** EXERCISE DATA follows **

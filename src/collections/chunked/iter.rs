use core::{
    fmt,
    iter::{Flatten, FusedIterator},
    marker::PhantomData,
    ptr::NonNull,
    slice,
};

use super::{Chunk, ChunkedDeque};

/// Borrowing iterator over a [`ChunkedDeque`], front to back.
///
/// Each end walks its own chunk; `remaining` keeps the two ends from
/// crossing once they meet inside the same chunk.
pub struct Iter<'a, T, const CHUNK: usize> {
    deque: &'a ChunkedDeque<T, CHUNK>,
    front: slice::Iter<'a, T>,
    next_chunk: Option<usize>,
    back: slice::Iter<'a, T>,
    prev_chunk: Option<usize>,
    remaining: usize,
}

impl<'a, T, const CHUNK: usize> Iter<'a, T, CHUNK> {
    pub(super) fn new(deque: &'a ChunkedDeque<T, CHUNK>) -> Self {
        let (front, next_chunk) = match deque.first {
            Some(i) => {
                let chunk = deque.chunk(i);
                (chunk.as_slice().iter(), chunk.next)
            }
            None => ([].iter(), None),
        };
        let (back, prev_chunk) = match deque.last {
            Some(i) => {
                let chunk = deque.chunk(i);
                (chunk.as_slice().iter(), chunk.prev)
            }
            None => ([].iter(), None),
        };
        Self {
            deque,
            front,
            next_chunk,
            back,
            prev_chunk,
            remaining: deque.len,
        }
    }
}

impl<T, const CHUNK: usize> Clone for Iter<'_, T, CHUNK> {
    fn clone(&self) -> Self {
        Self {
            deque: self.deque,
            front: self.front.clone(),
            next_chunk: self.next_chunk,
            back: self.back.clone(),
            prev_chunk: self.prev_chunk,
            remaining: self.remaining,
        }
    }
}

impl<T: fmt::Debug, const CHUNK: usize> fmt::Debug for Iter<'_, T, CHUNK> {
    fn fmt(&self, f: &mut fmt::Formatter<'_>) -> fmt::Result {
        f.debug_list().entries(self.clone()).finish()
    }
}

impl<'a, T, const CHUNK: usize> Iterator for Iter<'a, T, CHUNK> {
    type Item = &'a T;

    fn next(&mut self) -> Option<&'a T> {
        if self.remaining == 0 {
            return None;
        }
        loop {
            if let Some(x) = self.front.next() {
                self.remaining -= 1;
                return Some(x);
            }
            let chunk = self.deque.chunk(self.next_chunk?);
            self.front = chunk.as_slice().iter();
            self.next_chunk = chunk.next;
        }
    }

    #[inline]
    fn size_hint(&self) -> (usize, Option<usize>) {
        (self.remaining, Some(self.remaining))
    }

    #[inline]
    fn count(self) -> usize {
        self.remaining
    }

    #[inline]
    fn last(mut self) -> Option<&'a T> {
        self.next_back()
    }
}

impl<'a, T, const CHUNK: usize> DoubleEndedIterator for Iter<'a, T, CHUNK> {
    fn next_back(&mut self) -> Option<&'a T> {
        if self.remaining == 0 {
            return None;
        }
        loop {
            if let Some(x) = self.back.next_back() {
                self.remaining -= 1;
                return Some(x);
            }
            let chunk = self.deque.chunk(self.prev_chunk?);
            self.back = chunk.as_slice().iter();
            self.prev_chunk = chunk.prev;
        }
    }
}

impl<T, const CHUNK: usize> ExactSizeIterator for Iter<'_, T, CHUNK> {
    #[inline]
    fn len(&self) -> usize {
        self.remaining
    }
}

impl<T, const CHUNK: usize> FusedIterator for Iter<'_, T, CHUNK> {}

/// Yields each linked chunk's live elements as one `&mut [T]`, in link
/// order from the front and in reverse from the back.
///
/// Every chunk is handed out at most once, so the slices never alias.
struct ChunkSlices<'a, T> {
    chunks: NonNull<Option<Chunk<T>>>,
    front: Option<usize>,
    back: Option<usize>,
    remaining: usize,
    _marker: PhantomData<&'a mut Chunk<T>>,
}

impl<'a, T> ChunkSlices<'a, T> {
    /// # Safety
    ///
    /// `index` must be a linked chunk not yet handed out by this walker.
    unsafe fn take(&mut self, index: usize) -> &'a mut Chunk<T> {
        match unsafe { &mut *self.chunks.as_ptr().add(index) } {
            Some(chunk) => chunk,
            None => unreachable!("chunk {index} is linked but free"),
        }
    }
}

impl<'a, T> Iterator for ChunkSlices<'a, T> {
    type Item = &'a mut [T];

    fn next(&mut self) -> Option<&'a mut [T]> {
        if self.remaining == 0 {
            return None;
        }
        let index = self.front?;
        self.remaining -= 1;
        // SAFETY: `remaining` stops the two cursors before they cross.
        let chunk = unsafe { self.take(index) };
        self.front = chunk.next;
        Some(chunk.as_mut_slice())
    }

    #[inline]
    fn size_hint(&self) -> (usize, Option<usize>) {
        (self.remaining, Some(self.remaining))
    }
}

impl<'a, T> DoubleEndedIterator for ChunkSlices<'a, T> {
    fn next_back(&mut self) -> Option<&'a mut [T]> {
        if self.remaining == 0 {
            return None;
        }
        let index = self.back?;
        self.remaining -= 1;
        // SAFETY: as in `next`.
        let chunk = unsafe { self.take(index) };
        self.back = chunk.prev;
        Some(chunk.as_mut_slice())
    }
}

/// Mutable iterator over a [`ChunkedDeque`], front to back.
pub struct IterMut<'a, T> {
    inner: Flatten<ChunkSlices<'a, T>>,
    remaining: usize,
}

impl<'a, T> IterMut<'a, T> {
    pub(super) fn new<const CHUNK: usize>(deque: &'a mut ChunkedDeque<T, CHUNK>) -> Self {
        let slices = ChunkSlices {
            front: deque.first,
            back: deque.last,
            remaining: deque.chunk_count(),
            chunks: NonNull::from(deque.chunks.as_mut_slice()).cast(),
            _marker: PhantomData,
        };
        Self {
            inner: slices.flatten(),
            remaining: deque.len,
        }
    }
}

unsafe impl<T: Send> Send for IterMut<'_, T> {}

unsafe impl<T: Sync> Sync for IterMut<'_, T> {}

impl<T: fmt::Debug> fmt::Debug for IterMut<'_, T> {
    fn fmt(&self, f: &mut fmt::Formatter<'_>) -> fmt::Result {
        f.debug_struct("IterMut")
            .field("remaining", &self.remaining)
            .finish_non_exhaustive()
    }
}

impl<'a, T> Iterator for IterMut<'a, T> {
    type Item = &'a mut T;

    #[inline]
    fn next(&mut self) -> Option<&'a mut T> {
        let x = self.inner.next()?;
        self.remaining -= 1;
        Some(x)
    }

    #[inline]
    fn size_hint(&self) -> (usize, Option<usize>) {
        (self.remaining, Some(self.remaining))
    }
}

impl<'a, T> DoubleEndedIterator for IterMut<'a, T> {
    #[inline]
    fn next_back(&mut self) -> Option<&'a mut T> {
        let x = self.inner.next_back()?;
        self.remaining -= 1;
        Some(x)
    }
}

impl<T> ExactSizeIterator for IterMut<'_, T> {
    #[inline]
    fn len(&self) -> usize {
        self.remaining
    }
}

impl<T> FusedIterator for IterMut<'_, T> {}

#[cfg(test)]
mod tests {
    use crate::collections::ChunkedDeque;

    fn mixed() -> ChunkedDeque<i32, 3> {
        let mut q = ChunkedDeque::new();
        for i in 0..5 {
            q.push_back(i).unwrap();
        }
        for i in 1..5 {
            q.push_front(-i).unwrap();
        }
        q
    }

    #[test]
    fn t_iter_both_ends_meet() {
        let q = mixed();
        let mut it = q.iter();
        assert_eq!(it.len(), 9);
        assert_eq!(it.next(), Some(&-4));
        assert_eq!(it.next_back(), Some(&4));
        let middle: Vec<i32> = it.by_ref().copied().collect();
        assert_eq!(middle, [-3, -2, -1, 0, 1, 2, 3]);
        assert_eq!(it.next(), None);
        assert_eq!(it.next_back(), None);
    }

    #[test]
    fn t_iter_rev_single_chunk() {
        let q: ChunkedDeque<i32, 8> = (0..5).collect();
        let mut it = q.iter();
        assert_eq!(it.next_back(), Some(&4));
        assert_eq!(it.next(), Some(&0));
        assert_eq!(it.rev().copied().collect::<Vec<_>>(), [3, 2, 1]);
    }

    #[test]
    fn t_iter_mut_follows_links() {
        let mut q = mixed();
        for x in q.iter_mut() {
            *x *= 10;
        }
        let expected: Vec<i32> = (-4..5).map(|x| x * 10).collect();
        assert_eq!(q.iter().copied().collect::<Vec<_>>(), expected);
        let mut it = q.iter_mut();
        assert_eq!(it.next_back().map(|x| *x), Some(40));
        assert_eq!(it.len(), 8);
    }

    #[test]
    fn t_iter_mut_ends_meet_without_overlap() {
        let mut q = mixed();
        let mut it = q.iter_mut();
        let mut taken = Vec::new();
        for step in 0.. {
            let x = if step % 3 == 0 { it.next_back() } else { it.next() };
            let Some(x) = x else { break };
            *x += 100;
            taken.push(*x);
            assert_eq!(it.len(), 9 - taken.len());
        }
        assert_eq!(taken.len(), 9);
        assert_eq!(it.next(), None);
        assert_eq!(it.next_back(), None);
        let expected: Vec<i32> = (-4..5).map(|x| x + 100).collect();
        assert_eq!(q.iter().copied().collect::<Vec<_>>(), expected);

        let mut q: ChunkedDeque<i32, 2> = ChunkedDeque::new();
        q.push_back(1).unwrap();
        q.push_front(0).unwrap();
        q.pop_back();
        assert_eq!(q.chunk_count(), 1);
        assert_eq!(q.iter_mut().rev().map(|x| *x).collect::<Vec<_>>(), [0]);
    }

    #[test]
    fn t_empty() {
        let mut q = ChunkedDeque::<i32, 4>::new();
        assert_eq!(q.iter().next(), None);
        assert_eq!(q.iter_mut().next_back(), None);
        q.push_back(1).unwrap();
        q.pop_back();
        assert_eq!(q.iter().next_back(), None);
    }
}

** End of EXERCISE DATA **

▶ _YOUR GOAL_: Copy out all lines above that include the string "type".

▶ _SOLUTION_:
    type Item = &'a T;
    type Item = &'a mut [T];
    type Item = &'a mut T;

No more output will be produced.